Dataset records
----

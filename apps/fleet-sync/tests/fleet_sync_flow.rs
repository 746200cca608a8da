//! End-to-End Synchronization Tests
//!
//! Wires `SyncContainer` to a mock REST API and a local stream server and
//! checks that snapshots, pushed metrics and mutations land in the stores.

#![allow(clippy::unwrap_used, clippy::expect_used)]

mod support;

use std::time::Duration;

use serde_json::json;
use wiremock::matchers::{method, path, query_param};
use wiremock::{Mock, MockServer, ResponseTemplate};

use fleet_sync::{
    Collection, CreateNetworkRequest, CreateVolumeRequest, StoreError, SyncConfig, SyncContainer,
};
use support::{StreamServer, eventually};

const WAIT: Duration = Duration::from_secs(5);

fn config(api: &MockServer, stream: &StreamServer) -> SyncConfig {
    let origin = api.uri();
    let stream_url = stream.url();
    SyncConfig::from_lookup(|key| match key {
        "FLEET_ORIGIN" => Some(origin.clone()),
        "FLEET_STREAM_URL" => Some(stream_url.clone()),
        "FLEET_RECONNECT_DELAY_INITIAL_MS" => Some("50".to_string()),
        "FLEET_HTTP_TIMEOUT_SECS" => Some("5".to_string()),
        _ => None,
    })
    .unwrap()
}

async fn mount_list(api: &MockServer, route: &str, body: serde_json::Value, times: u64) {
    Mock::given(method("GET"))
        .and(path(route))
        .respond_with(ResponseTemplate::new(200).set_body_json(body))
        .expect(times)
        .mount(api)
        .await;
}

fn containers() -> serde_json::Value {
    json!([
        {"id": "abc", "name": "web-1", "state": "running",
         "labels": {"com.docker.compose.project": "web"}},
        {"id": "def", "name": "worker-1", "state": "exited", "labels": {}}
    ])
}

#[tokio::test]
async fn loads_snapshot_and_applies_pushed_metrics() {
    let api = MockServer::start().await;
    let stream = StreamServer::start().await;

    Mock::given(method("GET"))
        .and(path("/api/containers"))
        .and(query_param("all", "true"))
        .respond_with(ResponseTemplate::new(200).set_body_json(containers()))
        .expect(1)
        .mount(&api)
        .await;
    mount_list(&api, "/api/stacks", json!([{"name": "web", "status": "running"}]), 1).await;
    mount_list(&api, "/api/volumes", json!([{"name": "data"}]), 1).await;
    mount_list(&api, "/api/networks", json!([]), 1).await;
    mount_list(&api, "/api/images", json!([{"id": "sha256:1", "tags": ["nginx:latest"]}]), 1).await;

    let container = SyncContainer::new(config(&api, &stream)).unwrap();
    container.start_and_load().await.unwrap();

    let fleet = container.fleet();
    assert_eq!(fleet.containers().len(), 2);
    assert_eq!(fleet.stacks().len(), 1);
    assert_eq!(fleet.volumes().len(), 1);
    assert_eq!(fleet.images().len(), 1);
    assert!(!fleet.loading());
    assert!(fleet.error().is_none());
    assert_eq!(fleet.stack_containers("web").len(), 1);

    let system = container.system();
    assert!(eventually(WAIT, || system.is_connected()).await);

    stream.send(
        json!({"type": "container_stats", "payload": {
            "containers": {"abc": {"cpuPercent": 12.5, "memoryUsage": 2048}},
            "timestamp": 1_700_000_000
        }})
        .to_string(),
    );
    stream.send(
        json!({"type": "stats", "payload": {"cpuUsage": 33.0, "hostname": "node-1"}}).to_string(),
    );

    assert!(eventually(WAIT, || fleet.container_stats("abc").is_some()).await);
    assert!(eventually(WAIT, || system.stats().hostname == "node-1").await);
    assert!(fleet.state().stats_updated_at.is_some());
    assert_eq!(fleet.container_stats("abc").unwrap().memory_usage, 2048);

    stream.send(
        json!({"type": "container_stats", "payload": {
            "containers": {"def": {"cpuPercent": 1.0}}, "timestamp": 1_700_000_005
        }})
        .to_string(),
    );
    assert!(eventually(WAIT, || fleet.container_stats("def").is_some()).await);
    assert!(fleet.container_stats("abc").is_none());

    container.shutdown();
    assert!(!system.is_connected());
    assert_eq!(fleet.containers().len(), 2);
    assert_eq!(system.stats().hostname, "node-1");
}

#[tokio::test]
async fn mutation_refetches_affected_collections() {
    let api = MockServer::start().await;
    let stream = StreamServer::start().await;

    Mock::given(method("GET"))
        .and(path("/api/containers"))
        .respond_with(ResponseTemplate::new(200).set_body_json(containers()))
        .expect(2)
        .mount(&api)
        .await;
    mount_list(&api, "/api/stacks", json!([]), 2).await;
    mount_list(&api, "/api/volumes", json!([]), 1).await;
    mount_list(&api, "/api/networks", json!([]), 1).await;
    mount_list(&api, "/api/images", json!([]), 1).await;
    Mock::given(method("POST"))
        .and(path("/api/containers/def/start"))
        .respond_with(ResponseTemplate::new(200).set_body_json(json!({"status": "started"})))
        .expect(1)
        .mount(&api)
        .await;

    let container = SyncContainer::new(config(&api, &stream)).unwrap();
    container.start_and_load().await.unwrap();

    container.fleet().start_container("def").await.unwrap();

    container.shutdown();
}

#[tokio::test]
async fn null_collections_from_the_backend_load_as_empty() {
    let api = MockServer::start().await;
    let stream = StreamServer::start().await;

    mount_list(
        &api,
        "/api/containers",
        json!([{"id": "abc", "name": "web-1", "state": "running", "ports": null, "labels": null}]),
        1,
    )
    .await;
    mount_list(&api, "/api/stacks", json!([]), 1).await;
    mount_list(
        &api,
        "/api/volumes",
        json!([{"name": "data", "driver": "local", "labels": null, "usedBy": null}]),
        2,
    )
    .await;
    mount_list(
        &api,
        "/api/networks",
        json!([{"id": "n0", "name": "bridge", "driver": "bridge", "containers": null}]),
        2,
    )
    .await;
    mount_list(&api, "/api/images", json!([{"id": "sha256:1", "tags": null}]), 1).await;
    Mock::given(method("POST"))
        .and(path("/api/networks"))
        .respond_with(ResponseTemplate::new(201).set_body_json(json!({
            "id": "n1", "name": "backend", "driver": "bridge", "containers": null
        })))
        .expect(1)
        .mount(&api)
        .await;
    Mock::given(method("POST"))
        .and(path("/api/volumes"))
        .respond_with(ResponseTemplate::new(201).set_body_json(json!({
            "name": "cache", "driver": "local", "labels": null, "usedBy": null
        })))
        .expect(1)
        .mount(&api)
        .await;

    let container = SyncContainer::new(config(&api, &stream)).unwrap();
    container.start_and_load().await.unwrap();

    let fleet = container.fleet();
    assert!(fleet.error().is_none());
    assert!(fleet.containers()[0].labels.is_empty());
    assert!(fleet.volumes()[0].used_by.is_empty());
    assert!(fleet.networks()[0].containers.is_empty());
    assert!(fleet.images()[0].tags.is_empty());

    let network = fleet
        .create_network(&CreateNetworkRequest::new("backend"))
        .await
        .unwrap();
    assert_eq!(network.id, "n1");
    assert!(network.containers.is_empty());

    let volume = fleet
        .create_volume(&CreateVolumeRequest::new("cache"))
        .await
        .unwrap();
    assert_eq!(volume.name, "cache");
    assert!(volume.labels.is_empty());
    assert!(fleet.error().is_none());

    container.shutdown();
}

#[tokio::test]
async fn failed_mutation_reports_server_message() {
    let api = MockServer::start().await;
    let stream = StreamServer::start().await;

    Mock::given(method("POST"))
        .and(path("/api/stacks/web/stop"))
        .respond_with(
            ResponseTemplate::new(500).set_body_json(json!({"error": "compose down failed"})),
        )
        .expect(1)
        .mount(&api)
        .await;

    let container = SyncContainer::new(config(&api, &stream)).unwrap();

    let err = container.fleet().stop_stack("web").await.unwrap_err();

    assert!(matches!(err, StoreError::Mutation { .. }));
    assert_eq!(err.gateway_error().status(), Some(500));
    let message = container.fleet().error().unwrap();
    assert!(message.contains("compose down failed"));

    let containers_requests = api
        .received_requests()
        .await
        .unwrap()
        .into_iter()
        .filter(|r| r.url.path() == "/api/containers")
        .count();
    assert_eq!(containers_requests, 0);
}

#[tokio::test]
async fn critical_fetch_failure_keeps_other_collections() {
    let api = MockServer::start().await;
    let stream = StreamServer::start().await;

    mount_list(&api, "/api/containers", containers(), 1).await;
    Mock::given(method("GET"))
        .and(path("/api/stacks"))
        .respond_with(ResponseTemplate::new(503).set_body_json(json!({"error": "engine busy"})))
        .mount(&api)
        .await;
    mount_list(&api, "/api/volumes", json!([{"name": "data"}]), 1).await;
    Mock::given(method("GET"))
        .and(path("/api/networks"))
        .respond_with(ResponseTemplate::new(500))
        .mount(&api)
        .await;
    mount_list(&api, "/api/images", json!([]), 1).await;

    let container = SyncContainer::new(config(&api, &stream)).unwrap();
    let err = container.start_and_load().await.unwrap_err();

    assert!(matches!(
        err,
        StoreError::Fetch {
            collection: Collection::Stacks,
            ..
        }
    ));
    let fleet = container.fleet();
    assert_eq!(fleet.error().as_deref(), Some("failed to fetch stacks: engine busy (HTTP 503)"));
    assert_eq!(fleet.containers().len(), 2);
    assert_eq!(fleet.volumes().len(), 1);
    assert!(fleet.networks().is_empty());
    assert!(!fleet.loading());

    assert!(eventually(WAIT, || container.system().is_connected()).await);
    container.shutdown();
}

#[tokio::test]
async fn malformed_host_metrics_keep_previous_snapshot() {
    let api = MockServer::start().await;
    let stream = StreamServer::start().await;

    let container = SyncContainer::new(config(&api, &stream)).unwrap();
    container.start();
    let system = container.system();
    assert!(eventually(WAIT, || system.is_connected()).await);

    stream.send(json!({"type": "stats", "payload": {"hostname": "node-1"}}).to_string());
    assert!(eventually(WAIT, || system.stats().hostname == "node-1").await);

    stream.send(json!({"type": "stats", "payload": {"cpuUsage": "very high"}}).to_string());
    assert!(eventually(WAIT, || system.error().is_some()).await);
    assert_eq!(system.stats().hostname, "node-1");
    assert!(system.is_connected());

    container.shutdown();
}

----

Action item: Count the lines in the records above that contain the word "CreateVolumeRequest", and give only the number.

Exercise answer: 2